Journal of Stress Physiology & Biochemistry (Mar 2025)
Elucidating the mechanism of anti-apoptotic activity of α-crystallin and its therapeutic potential
Abstract
α- Crystallins are the structural proteins of the eye lens which possess anti-apoptotic activity. Both αA- and αB- crystallins are distinct antiapoptotic regulators which can interact with Bax and Bcl-XS, proapoptotic members of the Bcl-2 family in order to sequester their translocation into the mitochondria. Thus they may interfere with the mitochondrial apoptotic pathway which triggers Bax pro-apoptotic activity and the downstream activation of effector caspases such as Caspase-9 and Caspase-3. The differential regulation of α- crystallins has been observed in several ocular diseases such as age-related macular degeneration and many others.
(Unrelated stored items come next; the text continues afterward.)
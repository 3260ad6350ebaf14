//! Core value types shared across the crate.

mod filter;
mod station;
mod trip;

pub use filter::{FilterCriteria, TimeWindow, TransfersPreference};
pub use station::{InvalidStationCode, ResolvedCity, ResolvedStation, StationCode};
pub use trip::TripRecord;
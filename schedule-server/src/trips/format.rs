//! Display formatting for trip records.
//!
//! The upstream emits timestamps in two shapes, `"YYYY-MM-DD HH:mm:ss"`
//! and ISO 8601 with a `T` separator (with or without a UTC offset), and
//! occasionally a bare `"HH:mm:ss"`. All formatting here works on those
//! raw strings and degrades to something presentable rather than erroring.

use chrono::{DateTime, Datelike, NaiveDate, NaiveDateTime};

/// Genitive month names for the "<day> <month>" date label.
const MONTH_NAMES: [&str; 12] = [
    "января",
    "февраля",
    "марта",
    "апреля",
    "мая",
    "июня",
    "июля",
    "августа",
    "сентября",
    "октября",
    "ноября",
    "декабря",
];

/// Extract "HH:mm" from an upstream timestamp.
///
/// Takes the substring after the date/time separator (space or `T`) and
/// keeps only hour and minute. A string without a recognizable time part
/// is returned as-is.
pub fn time_of_day(timestamp: &str) -> String {
    let time_part = timestamp
        .rsplit_once([' ', 'T'])
        .map(|(_, t)| t)
        .unwrap_or(timestamp);

    let mut parts = time_part.split(':');
    match (parts.next(), parts.next()) {
        (Some(hours), Some(minutes)) => format!("{hours}:{minutes}"),
        _ => time_part.to_string(),
    }
}

/// Whole-hour duration with a Russian unit suffix: "1 час", "2 часа",
/// "11 часов".
pub fn duration_label(duration_secs: i64) -> String {
    let hours = duration_secs / 3600;
    format!("{hours} {}", pluralize_hours(hours))
}

fn pluralize_hours(value: i64) -> &'static str {
    let tail = value % 100;
    if (11..=14).contains(&tail) {
        return "часов";
    }
    match tail % 10 {
        1 => "час",
        2..=4 => "часа",
        _ => "часов",
    }
}

/// Parse an upstream timestamp into a naive instant for sorting.
///
/// Offsets, when present, are parsed and then dropped: ordering within
/// one result list over local station wall time is what matters.
pub fn parse_instant(timestamp: &str) -> Option<NaiveDateTime> {
    if let Ok(with_offset) = DateTime::parse_from_rfc3339(timestamp) {
        return Some(with_offset.naive_local());
    }
    NaiveDateTime::parse_from_str(timestamp, "%Y-%m-%d %H:%M:%S")
        .ok()
        .or_else(|| NaiveDateTime::parse_from_str(timestamp, "%Y-%m-%dT%H:%M:%S").ok())
}

/// "<day> <genitive month>" from the timestamp's date part, e.g.
/// "14 января". Falls back to `today` when the timestamp cannot be
/// parsed.
pub fn date_label(timestamp: &str, today: NaiveDate) -> String {
    let date = parse_instant(timestamp)
        .map(|instant| instant.date())
        .unwrap_or(today);
    format!("{} {}", date.day(), MONTH_NAMES[date.month0() as usize])
}

/// Carrier titles sometimes join localized names with a slash
/// ("РЖД/RZD"); keep the first, trimmed.
pub fn carrier_display_title(raw: &str) -> String {
    raw.split('/').next().unwrap_or(raw).trim().to_string()
}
Crystallins interact with pro-apoptotic Bax and displayed cytoprotection against Bax-triggered apoptosis. αA-crystallin was found to inhibit chemical-induced apoptosis by inhibiting the activation of caspase-3 and caspase-9. Its antiapoptotic activity was found to be directly related to its chaperone activity. On the other hand, αB- crystallin associated with IKK-β activates its kinase activity which in turn, leads to the activation of NF- ĸB; this activation protects myoblasts from tumor necrosis factor-α (TNF-α) - induced cytotoxicity by enhancing the expression of Bcl-2, an anti-apoptotic protein. The anti- apoptotic mechanisms may be exploited for therapeutic purposes in near future.